This page describes GNSS-SDR global parameters.

The notation is as follows: for a global parameter XXX with value YY, its entry in the configuration file is:

GNSS-SDR.XXX=YY

If a parameter is not specified in the configuration file, it takes its default value.

Sampling rate of the GNSS baseband engine

In the current design, all the processing Channels need to accept streams of samples at the same rate. This is not necessarily the same as the sampling frequency of the Signal Source, since the Signal Conditioner block can apply some resampling. Please note that this is a mandatory parameter, it needs to be present in the configuration file.

Parameter Description Required
internal_fs_sps Input sample rate to the processing channels, in samples per second. Mandatory
use_acquisition_resampler [true, false]: If set to true, the Acquisition block makes use of the minimum possible sample rate during the signal acquisition by setting a resampler at its input. This allows reducing the FFT size when using high data rates at internal_fs_sps. All the required setup is configured automatically. This feature is not implemented in all the Acquisition blocks, please check the Acquisition documentation. This parameter defaults to false. Optional

Global GNSS-SDR parameter: channel’s input sampling rate.

Example in the configuration file:

GNSS-SDR.internal_fs_sps=4000000

Multiple signal sources

Parameter Description Required
num_sources Number of input signal sources. It defaults to 1. Optional

Example:

GNSS-SDR.num_sources=2

For more details, please check how to configure multiple signal sources.

NOTE: This parameter is equivalent to the former parameter Receiver.sources_count. The old name is still read to ensure backward compatibility with configuration files using that nomenclature. The new name GNSS-SDR.num_sources is used since GNSS-SDR v.0.0.15.

Internal observables processing rate

This global parameter allows to control the internal rate at which observable sets are processed.

Parameter Description Required
observable_interval_ms Time interval, in ms, at which observable sets are processed. It defaults to 20. Optional

Example in the configuration file:

GNSS-SDR.observable_interval_ms=10

Open Service Navigation Message Authentication (OSNMA)

The Galileo OSNMA service is enabled by default if the configuration file defines 1B (that is, Galileo E1 OS) channels.
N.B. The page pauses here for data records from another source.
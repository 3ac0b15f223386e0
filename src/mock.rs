//! In-memory host for testing.
//!
//! `MockHost` implements every collaborator trait over plain maps and records
//! each primitive call in order, so engine-level tests can assert both the
//! final machine state and exactly which primitives ran.
//!
//! Installs are simulated through a catalog: installing a source id appends
//! the catalog's row for that id to the all-users scope. Manifest files are
//! real files; tests place them in temporary directories.

use std::cell::{Cell, RefCell};
use std::collections::{HashMap, HashSet};
use std::path::{Path, PathBuf};

use crate::error::{ReconcileError, Result};
use crate::installer::{InstallOutcome, InstallRequest, PackageInstallerClient};
use crate::packages::{InstalledPackage, PackageQuery, PackageRegistration, PackageScope};
use crate::privilege::ElevationCheck;
use crate::services::{RunState, ServiceControl, ServiceStatus, StartMode};

/// One primitive call, in the order it happened.
#[derive(Debug, Clone, PartialEq, Eq)]
pub enum HostCall {
    IsElevated,
    Query(String, PackageScope),
    Register(PathBuf),
    ClientProbe,
    Install(String),
    GetService(String),
    SetStartup(String, StartMode),
    StartService(String),
}

impl HostCall {
    /// Everything except the elevation check.
    pub fn is_side_collaborator(&self) -> bool {
        !matches!(self, Self::IsElevated)
    }
}

#[derive(Debug)]
pub struct MockHost {
    pub elevated: bool,
    pub client_available: bool,
    /// Installs that report success but change nothing
    pub install_is_noop: bool,
    packages: RefCell<HashMap<(String, PackageScope), Vec<InstalledPackage>>>,
    catalog: HashMap<String, InstalledPackage>,
    services: RefCell<HashMap<String, ServiceStatus>>,
    failing_registrations: HashSet<PathBuf>,
    registered: RefCell<Vec<PathBuf>>,
    calls: RefCell<Vec<HostCall>>,
    installs: Cell<usize>,
}

impl Default for MockHost {
    fn default() -> Self {
        Self::new()
    }
}

impl MockHost {
    /// An elevated host with winget available and nothing installed.
    pub fn new() -> Self {
        Self {
            elevated: true,
            client_available: true,
            install_is_noop: false,
            packages: RefCell::new(HashMap::new()),
            catalog: HashMap::new(),
            services: RefCell::new(HashMap::new()),
            failing_registrations: HashSet::new(),
            registered: RefCell::new(Vec::new()),
            calls: RefCell::new(Vec::new()),
            installs: Cell::new(0),
        }
    }

    /// Mark a package as installed in `scope` at `location`.
    pub fn add_package(&self, name: &str, scope: PackageScope, location: &Path) {
        self.packages
            .borrow_mut()
            .entry((name.to_string(), scope))
            .or_default()
            .push(InstalledPackage::new(name, location));
    }

    /// What installing `source_id` puts on the machine.
    pub fn add_catalog_entry(&mut self, source_id: &str, name: &str, location: &Path) {
        self.catalog
            .insert(source_id.to_string(), InstalledPackage::new(name, location));
    }

    pub fn add_service(&self, name: &str, mode: StartMode, state: RunState) {
        self.services
            .borrow_mut()
            .insert(name.to_string(), ServiceStatus { mode, state });
    }

    /// Make registration of `manifest` fail.
    pub fn fail_registration(&mut self, manifest: &Path) {
        self.failing_registrations.insert(manifest.to_path_buf());
    }

    pub fn service(&self, name: &str) -> Option<ServiceStatus> {
        self.services.borrow().get(name).copied()
    }

    /// Every row for `name`, across scopes.
    pub fn installed(&self, name: &str) -> Vec<InstalledPackage> {
        self.packages
            .borrow()
            .iter()
            .filter(|((n, _), _)| n == name)
            .flat_map(|(_, rows)| rows.clone())
            .collect()
    }

    pub fn registered(&self) -> Vec<PathBuf> {
        self.registered.borrow().clone()
    }

    pub fn install_count(&self) -> usize {
        self.installs.get()
    }

    pub fn calls(&self) -> Vec<HostCall> {
        self.calls.borrow().clone()
    }

    pub fn clear_calls(&self) {
        self.calls.borrow_mut().clear();
    }

    fn record(&self, call: HostCall) {
        self.calls.borrow_mut().push(call);
    }
}

impl ElevationCheck for MockHost {
    fn is_elevated(&self) -> bool {
        self.record(HostCall::IsElevated);
        self.elevated
    }
}

impl PackageQuery for MockHost {
    fn query(&self, name: &str, scope: PackageScope) -> Result<Vec<InstalledPackage>> {
        self.record(HostCall::Query(name.to_string(), scope));
        Ok(self
            .packages
            .borrow()
            .get(&(name.to_string(), scope))
            .cloned()
            .unwrap_or_default())
    }
}

impl PackageRegistration for MockHost {
    fn register(&self, manifest: &Path) -> Result<()> {
        self.record(HostCall::Register(manifest.to_path_buf()));
        if self.failing_registrations.contains(manifest) {
            return Err(ReconcileError::command(
                "Add-AppxPackage failed (exit code 1): Deployment failed with HRESULT: 0x80073CF6",
            ));
        }
        self.registered.borrow_mut().push(manifest.to_path_buf());
        Ok(())
    }
}

impl PackageInstallerClient for MockHost {
    fn name(&self) -> &str {
        "winget"
    }

    fn is_available(&self) -> bool {
        self.record(HostCall::ClientProbe);
        self.client_available
    }

    fn install(&self, request: &InstallRequest) -> Result<InstallOutcome> {
        self.record(HostCall::Install(request.source.id.to_string()));
        self.installs.set(self.installs.get() + 1);

        if !self.install_is_noop {
            if let Some(row) = self.catalog.get(request.source.id) {
                let mut packages = self.packages.borrow_mut();
                let rows = packages
                    .entry((row.name.clone(), PackageScope::AllUsers))
                    .or_default();
                if !rows.contains(row) {
                    rows.push(row.clone());
                }
            }
        }

        Ok(InstallOutcome {
            success: true,
            exit_code: Some(0),
            output: format!("Successfully installed {}", request.source.id),
        })
    }
}

impl ServiceControl for MockHost {
    fn get(&self, name: &str) -> Result<Option<ServiceStatus>> {
        self.record(HostCall::GetService(name.to_string()));
        Ok(self.service(name))
    }

    fn set_startup_type(&self, name: &str, mode: StartMode) -> Result<()> {
        self.record(HostCall::SetStartup(name.to_string(), mode));
        match self.services.borrow_mut().get_mut(name) {
            Some(status) => {
                status.mode = mode;
                Ok(())
            }
            None => Err(ReconcileError::service(name, "service does not exist")),
        }
    }

    fn start(&self, name: &str) -> Result<()> {
        self.record(HostCall::StartService(name.to_string()));
        match self.services.borrow_mut().get_mut(name) {
            Some(status) if status.mode == StartMode::Disabled => {
                Err(ReconcileError::service(name, "service is disabled"))
            }
            Some(status) => {
                status.state = RunState::Running;
                Ok(())
            }
            None => Err(ReconcileError::service(name, "service does not exist")),
        }
    }
}
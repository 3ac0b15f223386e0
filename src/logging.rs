//! Console logging.
//!
//! Timestamped, leveled lines on stderr via `tracing-subscriber`. The filter
//! is fixed by [`LogConfig`]; no environment variable is consulted.

use tracing::Level;
use tracing_subscriber::EnvFilter;

/// Logging configuration, fixed for the run.
#[derive(Debug, Clone, PartialEq, Eq)]
pub struct LogConfig {
    /// Most verbose level emitted for this crate
    pub level: Level,
    /// Colorize output
    pub ansi: bool,
}

impl Default for LogConfig {
    fn default() -> Self {
        Self {
            level: Level::INFO,
            ansi: true,
        }
    }
}

impl LogConfig {
    /// Filter directive: this crate at `level`, dependencies at warn.
    pub fn directive(&self) -> String {
        format!("warn,{}={}", env!("CARGO_CRATE_NAME"), self.level)
    }
}

/// Install the global subscriber. Later calls are ignored.
pub fn init(config: &LogConfig) {
    let _ = tracing_subscriber::fmt()
        .with_env_filter(EnvFilter::new(config.directive()))
        .with_target(false)
        .with_ansi(config.ansi)
        .with_writer(std::io::stderr)
        .try_init();
}
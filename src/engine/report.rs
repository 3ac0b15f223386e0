//! Per-unit outcomes of one run.
//!
//! Outcomes are only logged; nothing is persisted between runs.

use strum::Display;
use tracing::{info, warn};

use crate::services::ServiceOutcome;

/// Outcome of reconciling one package component.
#[derive(Debug, Clone, Copy, PartialEq, Eq, Display)]
pub enum RunResult {
    /// Present before the run; re-registered from its manifest
    #[strum(serialize = "already satisfied")]
    AlreadySatisfied,
    /// Absent, installed, and visible to a fresh inspection
    #[strum(serialize = "installed")]
    Installed,
    /// The install ran but a fresh inspection still finds nothing
    #[strum(serialize = "install unverified")]
    InstallUnverified,
    /// Absent and there is no source to install it from
    #[strum(serialize = "missing, no install source")]
    InstallSkippedNoSource,
    /// The registration primitive failed on an existing manifest
    #[strum(serialize = "registration failed")]
    RegisterFailed,
    /// Present, but no record had a manifest on disk
    #[strum(serialize = "no registerable manifest")]
    RegisterSkippedNoManifest,
}

impl RunResult {
    /// Whether the component reached the desired state this run.
    pub fn is_satisfied(&self) -> bool {
        matches!(self, Self::AlreadySatisfied | Self::Installed)
    }
}

/// Outcome of one redistributable install.
#[derive(Debug, Clone, PartialEq, Eq)]
pub enum RedistOutcome {
    /// The client exited successfully
    Completed,
    /// The client ran and exited non-zero
    ExitedWithError(Option<i32>),
    /// The client could not be run
    Failed(String),
}

#[derive(Debug, Clone, Default, PartialEq, Eq)]
pub struct RunSummary {
    pub components: Vec<(&'static str, RunResult)>,
    pub services: Vec<(&'static str, ServiceOutcome)>,
    pub redistributables: Vec<(&'static str, RedistOutcome)>,
}

impl RunSummary {
    /// Units that did not reach the desired state.
    pub fn degraded_count(&self) -> usize {
        let components = self
            .components
            .iter()
            .filter(|(_, r)| !r.is_satisfied())
            .count();
        let services = self
            .services
            .iter()
            .filter(|(_, o)| matches!(o, ServiceOutcome::NotFound | ServiceOutcome::Failed(_)))
            .count();
        let redists = self
            .redistributables
            .iter()
            .filter(|(_, o)| *o != RedistOutcome::Completed)
            .count();
        components + services + redists
    }

    pub fn log(&self) {
        info!("==== Summary ====");
        for (label, result) in &self.components {
            if result.is_satisfied() {
                info!("  {:<40} {}", label, result);
            } else {
                warn!("  {:<40} {}", label, result);
            }
        }
        for (name, outcome) in &self.services {
            match outcome {
                ServiceOutcome::AlreadyRunning => info!("  {:<40} running", name),
                ServiceOutcome::Converged { .. } => info!("  {:<40} started", name),
                ServiceOutcome::NotFound => warn!("  {:<40} not found", name),
                ServiceOutcome::Failed(reason) => warn!("  {:<40} failed: {}", name, reason),
            }
        }
        for (label, outcome) in &self.redistributables {
            match outcome {
                RedistOutcome::Completed => info!("  {:<40} ok", label),
                RedistOutcome::ExitedWithError(code) => {
                    warn!("  {:<40} installer exit code {}", label, code.unwrap_or(-1))
                }
                RedistOutcome::Failed(reason) => warn!("  {:<40} failed: {}", label, reason),
            }
        }
        match self.degraded_count() {
            0 => info!("All components reconciled"),
            n => warn!("{} item(s) need attention; re-run after resolving the warnings above", n),
        }
    }
}
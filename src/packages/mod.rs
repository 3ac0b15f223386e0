//! Installed-package model and the collaborator contracts around it.
//!
//! - `inspector` — find installed records for a package name across scopes
//! - `registrar` — re-register records from their on-disk manifests

pub mod inspector;
pub mod registrar;

use std::fmt;
use std::path::{Path, PathBuf};

use serde::Deserialize;
use strum::{Display, EnumString};

use crate::error::Result;

pub use inspector::PackageInspector;
pub use registrar::{PackageRegistrar, RegistrationReport};

/// Manifest filename inside a package's install location.
pub const MANIFEST_FILE: &str = "AppxManifest.xml";

/// Install scope a package query runs against.
#[derive(Debug, Clone, Copy, PartialEq, Eq, Hash, Display, EnumString)]
pub enum PackageScope {
    /// Every user profile on the machine (requires elevation)
    #[strum(serialize = "all-users")]
    AllUsers,
    /// Only the user running this process
    #[strum(serialize = "current-user")]
    CurrentUser,
}

/// Raw row returned by the package query primitive.
#[derive(Debug, Clone, PartialEq, Eq, Deserialize)]
pub struct InstalledPackage {
    #[serde(rename = "Name")]
    pub name: String,
    #[serde(rename = "InstallLocation", default)]
    pub install_location: Option<PathBuf>,
}

impl InstalledPackage {
    pub fn new(name: impl Into<String>, install_location: impl Into<PathBuf>) -> Self {
        Self {
            name: name.into(),
            install_location: Some(install_location.into()),
        }
    }
}

/// Why a record cannot be registered.
#[derive(Debug, Clone, PartialEq, Eq)]
pub enum UnregisterableReason {
    /// The query returned no install location
    NoInstallLocation,
    /// The install location exists in the record but the manifest file does not
    ManifestMissing(PathBuf),
}

impl fmt::Display for UnregisterableReason {
    fn fmt(&self, f: &mut fmt::Formatter<'_>) -> fmt::Result {
        match self {
            Self::NoInstallLocation => write!(f, "no install location"),
            Self::ManifestMissing(path) => write!(f, "manifest not found at {}", path.display()),
        }
    }
}

/// Whether a record carries a usable manifest.
#[derive(Debug, Clone, PartialEq, Eq)]
pub enum ManifestStatus {
    Ready(PathBuf),
    Unregisterable(UnregisterableReason),
}

/// An installed package instance, classified by manifest availability.
///
/// Built fresh from each query; never stored across runs.
#[derive(Debug, Clone, PartialEq, Eq)]
pub struct PackageRecord {
    pub name: String,
    pub install_location: Option<PathBuf>,
    pub manifest: ManifestStatus,
}

impl PackageRecord {
    /// Classify a raw query row by probing the manifest on disk.
    pub fn from_installed(pkg: InstalledPackage) -> Self {
        let manifest = match pkg.install_location.as_deref() {
            None => ManifestStatus::Unregisterable(UnregisterableReason::NoInstallLocation),
            Some(location) if location.as_os_str().is_empty() => {
                ManifestStatus::Unregisterable(UnregisterableReason::NoInstallLocation)
            }
            Some(location) => manifest_status(location),
        };
        Self {
            name: pkg.name,
            install_location: pkg.install_location,
            manifest,
        }
    }

    pub fn manifest_path(&self) -> Option<&Path> {
        match &self.manifest {
            ManifestStatus::Ready(path) => Some(path),
            ManifestStatus::Unregisterable(_) => None,
        }
    }
}

fn manifest_status(location: &Path) -> ManifestStatus {
    let manifest = location.join(MANIFEST_FILE);
    if manifest.is_file() {
        ManifestStatus::Ready(manifest)
    } else {
        ManifestStatus::Unregisterable(UnregisterableReason::ManifestMissing(manifest))
    }
}

/// Package query primitive.
pub trait PackageQuery {
    /// Installed packages matching `name` in `scope`; empty when absent.
    fn query(&self, name: &str, scope: PackageScope) -> Result<Vec<InstalledPackage>>;
}

/// Package registration primitive.
pub trait PackageRegistration {
    /// Re-declare a deployed package from its manifest.
    fn register(&self, manifest: &Path) -> Result<()>;
}

#[cfg(test)]
mod tests {
    use super::*;

    #[test]
    fn test_record_with_manifest_is_ready() {
        let dir = tempfile::tempdir().unwrap();
        std::fs::write(dir.path().join(MANIFEST_FILE), "<Package/>").unwrap();

        let record =
            PackageRecord::from_installed(InstalledPackage::new("Microsoft.GamingApp", dir.path()));
        assert_eq!(
            record.manifest,
            ManifestStatus::Ready(dir.path().join(MANIFEST_FILE))
        );
        assert_eq!(record.manifest_path(), Some(dir.path().join(MANIFEST_FILE).as_path()));
    }

    #[test]
    fn test_record_without_manifest_is_unregisterable() {
        let dir = tempfile::tempdir().unwrap();
        let record =
            PackageRecord::from_installed(InstalledPackage::new("Microsoft.GamingApp", dir.path()));
        assert_eq!(
            record.manifest,
            ManifestStatus::Unregisterable(UnregisterableReason::ManifestMissing(
                dir.path().join(MANIFEST_FILE)
            ))
        );
        assert!(record.manifest_path().is_none());
    }

    #[test]
    fn test_record_without_location() {
        let pkg = InstalledPackage {
            name: "Microsoft.WindowsStore".to_string(),
            install_location: None,
        };
        let record = PackageRecord::from_installed(pkg);
        assert_eq!(
            record.manifest,
            ManifestStatus::Unregisterable(UnregisterableReason::NoInstallLocation)
        );

        let pkg = InstalledPackage::new("Microsoft.WindowsStore", "");
        let record = PackageRecord::from_installed(pkg);
        assert_eq!(
            record.manifest,
            ManifestStatus::Unregisterable(UnregisterableReason::NoInstallLocation)
        );
    }

    #[test]
    fn test_installed_package_deserializes_powershell_shape() {
        let json = concat!(
            r#"{"Name":"Microsoft.GamingServices","#,
            r#""InstallLocation":"C:\\Program Files\\WindowsApps\\Microsoft.GamingServices_1"}"#
        );
        let pkg: InstalledPackage = serde_json::from_str(json).unwrap();
        assert_eq!(pkg.name, "Microsoft.GamingServices");
        assert!(pkg.install_location.is_some());

        let json = r#"{"Name":"Microsoft.GamingServices","InstallLocation":null}"#;
        let pkg: InstalledPackage = serde_json::from_str(json).unwrap();
        assert!(pkg.install_location.is_none());
    }

    #[test]
    fn test_scope_display() {
        assert_eq!(PackageScope::AllUsers.to_string(), "all-users");
        assert_eq!(PackageScope::CurrentUser.to_string(), "current-user");
        assert_eq!("current-user".parse::<PackageScope>().unwrap(), PackageScope::CurrentUser);
    }
}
Users must register and log in on the European GNSS Service Centre website, and download the OSNMA public key (“GSC Products > OSNMA_PublicKey”, the file with .crt format) and the OSNMA Merkle Tree root file (“GSC Products > OSNMA_MerkleTree”, in .xml format), and set the corresponding options in the GNSS-SDR configuration file:

Parameter Description Required
osnma_enable [true, false]: Enables or disables the OSNMA service. It defaults to true. Optional
osnma_public_key Path to the OSNMA Public Key (.crt file). it defaults to ./OSNMA_PublicKey_20240115100000_newPKID_1.crt Optional
osnma_merkletree Path to the Merkle Tree root (.xml file). It defaults to ./OSNMA_MerkleTree_20240115100000_newPKID_1.xml Optional
osnma_mode If set to strict, only authenticated satellites are used in the PVT computation. If not set, the receiver will only log OSNMA events and warn the user in case of authentication failures. Please note that the strict mode requires the host computer’s internal date and time to be synchronized with the Galileo System Time, allowing a tolerance of ±30 seconds, so it is only intended for real-time operation. No other systems than Galileo will be used in the PVT solution. Optional

Example in the configuration file:

GNSS-SDR.osnma_public_key=./OSNMA_PublicKey_20240115100000_newPKID_1.crt
GNSS-SDR.osnma_merkletree=./OSNMA_MerkleTree_20240115100000_newPKID_1.xml

The same, but with the strict mode:

GNSS-SDR.osnma_public_key=./OSNMA_PublicKey_20240115100000_newPKID_1.crt
GNSS-SDR.osnma_merkletree=./OSNMA_MerkleTree_20240115100000_newPKID_1.xml
GNSS-SDR.osnma_mode=strict

Example to turn off the OSNMA reception:

GNSS-SDR.osnma_enable=false

NOTE: The OSNMA service is only available from the next branch of the upstream repository, and it will be present in the next stable release of GNSS-SDR.

Telecommand via TCP/IP

The user can access the receiver interactive interface by connecting a TCP/IP client (e.g., with a telnet client) to the TCP port specified in the configuration file for telecommand.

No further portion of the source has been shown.